- [What you should do]
Restate word for word the lines of the records below, starting at the line that contains "pub fn default_project_dir()" and ending at the line that contains "impl From<&Args> for", with both of those lines included and nothing else.

[Opening Recorded information section]

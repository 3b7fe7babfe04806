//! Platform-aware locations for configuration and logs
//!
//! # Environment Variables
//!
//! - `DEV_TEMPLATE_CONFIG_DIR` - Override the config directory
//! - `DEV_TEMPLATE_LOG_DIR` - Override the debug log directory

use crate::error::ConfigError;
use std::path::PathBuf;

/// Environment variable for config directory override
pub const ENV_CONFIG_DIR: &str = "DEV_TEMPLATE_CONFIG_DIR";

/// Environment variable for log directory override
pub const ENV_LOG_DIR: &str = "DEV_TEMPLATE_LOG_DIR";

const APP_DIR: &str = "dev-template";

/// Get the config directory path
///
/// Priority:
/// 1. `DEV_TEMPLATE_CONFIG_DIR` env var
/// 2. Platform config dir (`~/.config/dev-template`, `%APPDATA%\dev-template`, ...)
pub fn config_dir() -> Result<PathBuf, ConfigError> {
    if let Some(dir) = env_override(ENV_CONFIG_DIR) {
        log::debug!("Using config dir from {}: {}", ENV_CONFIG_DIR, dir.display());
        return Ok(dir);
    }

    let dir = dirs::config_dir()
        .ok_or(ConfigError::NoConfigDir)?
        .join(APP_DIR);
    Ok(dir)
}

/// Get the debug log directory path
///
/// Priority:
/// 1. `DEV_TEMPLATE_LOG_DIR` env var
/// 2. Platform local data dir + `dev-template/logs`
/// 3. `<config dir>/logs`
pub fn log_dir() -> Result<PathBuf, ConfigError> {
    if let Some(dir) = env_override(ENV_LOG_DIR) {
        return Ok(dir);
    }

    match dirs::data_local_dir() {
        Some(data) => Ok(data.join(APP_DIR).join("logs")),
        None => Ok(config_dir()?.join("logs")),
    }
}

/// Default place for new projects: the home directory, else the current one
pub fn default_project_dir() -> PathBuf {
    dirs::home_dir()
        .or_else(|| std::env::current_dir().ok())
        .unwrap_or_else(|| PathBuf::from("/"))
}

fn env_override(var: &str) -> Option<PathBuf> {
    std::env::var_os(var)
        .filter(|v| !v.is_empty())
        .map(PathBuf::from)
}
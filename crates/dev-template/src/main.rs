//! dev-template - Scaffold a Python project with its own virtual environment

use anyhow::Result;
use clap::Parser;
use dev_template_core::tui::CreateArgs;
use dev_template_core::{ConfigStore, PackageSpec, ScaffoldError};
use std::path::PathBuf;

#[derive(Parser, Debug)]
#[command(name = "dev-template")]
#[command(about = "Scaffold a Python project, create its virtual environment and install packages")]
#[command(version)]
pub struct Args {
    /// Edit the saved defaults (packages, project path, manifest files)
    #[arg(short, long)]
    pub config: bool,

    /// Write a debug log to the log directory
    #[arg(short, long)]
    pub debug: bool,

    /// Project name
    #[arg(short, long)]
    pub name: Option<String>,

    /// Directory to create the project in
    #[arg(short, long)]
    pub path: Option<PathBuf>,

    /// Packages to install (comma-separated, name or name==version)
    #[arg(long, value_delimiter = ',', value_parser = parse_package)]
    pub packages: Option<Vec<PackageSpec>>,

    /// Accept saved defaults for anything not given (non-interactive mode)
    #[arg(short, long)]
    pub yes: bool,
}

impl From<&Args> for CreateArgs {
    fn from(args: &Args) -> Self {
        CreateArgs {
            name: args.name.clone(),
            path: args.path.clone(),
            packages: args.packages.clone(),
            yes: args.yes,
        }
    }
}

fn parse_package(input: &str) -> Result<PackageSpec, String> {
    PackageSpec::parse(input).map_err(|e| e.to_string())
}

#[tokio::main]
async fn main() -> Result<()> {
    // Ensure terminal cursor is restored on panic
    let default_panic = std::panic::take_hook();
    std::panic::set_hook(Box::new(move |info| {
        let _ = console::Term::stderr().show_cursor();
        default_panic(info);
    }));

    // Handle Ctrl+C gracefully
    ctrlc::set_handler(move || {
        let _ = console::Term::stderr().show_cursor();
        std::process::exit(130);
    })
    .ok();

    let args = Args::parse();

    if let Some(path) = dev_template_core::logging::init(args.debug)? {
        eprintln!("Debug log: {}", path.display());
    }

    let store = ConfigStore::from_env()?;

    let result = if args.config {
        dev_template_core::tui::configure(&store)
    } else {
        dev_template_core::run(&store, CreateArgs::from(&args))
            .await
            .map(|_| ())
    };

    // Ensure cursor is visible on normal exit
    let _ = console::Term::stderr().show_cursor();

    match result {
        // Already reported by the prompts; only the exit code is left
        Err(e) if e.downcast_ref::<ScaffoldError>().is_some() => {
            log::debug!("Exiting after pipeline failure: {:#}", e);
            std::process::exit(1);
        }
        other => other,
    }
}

[Closing Recorded information section]

- [Result for this task]
pub fn default_project_dir() -> PathBuf {
    dirs::home_dir()
        .or_else(|| std::env::current_dir().ok())
        .unwrap_or_else(|| PathBuf::from("/"))
}

fn env_override(var: &str) -> Option<PathBuf> {
    std::env::var_os(var)
        .filter(|v| !v.is_empty())
        .map(PathBuf::from)
}
filename crates/dev-template/src/main.rs
//! dev-template - Scaffold a Python project with its own virtual environment

use anyhow::Result;
use clap::Parser;
use dev_template_core::tui::CreateArgs;
use dev_template_core::{ConfigStore, PackageSpec, ScaffoldError};
use std::path::PathBuf;

#[derive(Parser, Debug)]
#[command(name = "dev-template")]
#[command(about = "Scaffold a Python project, create its virtual environment and install packages")]
#[command(version)]
pub struct Args {
    /// Edit the saved defaults (packages, project path, manifest files)
    #[arg(short, long)]
    pub config: bool,

    /// Write a debug log to the log directory
    #[arg(short, long)]
    pub debug: bool,

    /// Project name
    #[arg(short, long)]
    pub name: Option<String>,

    /// Directory to create the project in
    #[arg(short, long)]
    pub path: Option<PathBuf>,

    /// Packages to install (comma-separated, name or name==version)
    #[arg(long, value_delimiter = ',', value_parser = parse_package)]
    pub packages: Option<Vec<PackageSpec>>,

    /// Accept saved defaults for anything not given (non-interactive mode)
    #[arg(short, long)]
    pub yes: bool,
}

impl From<&Args> for CreateArgs {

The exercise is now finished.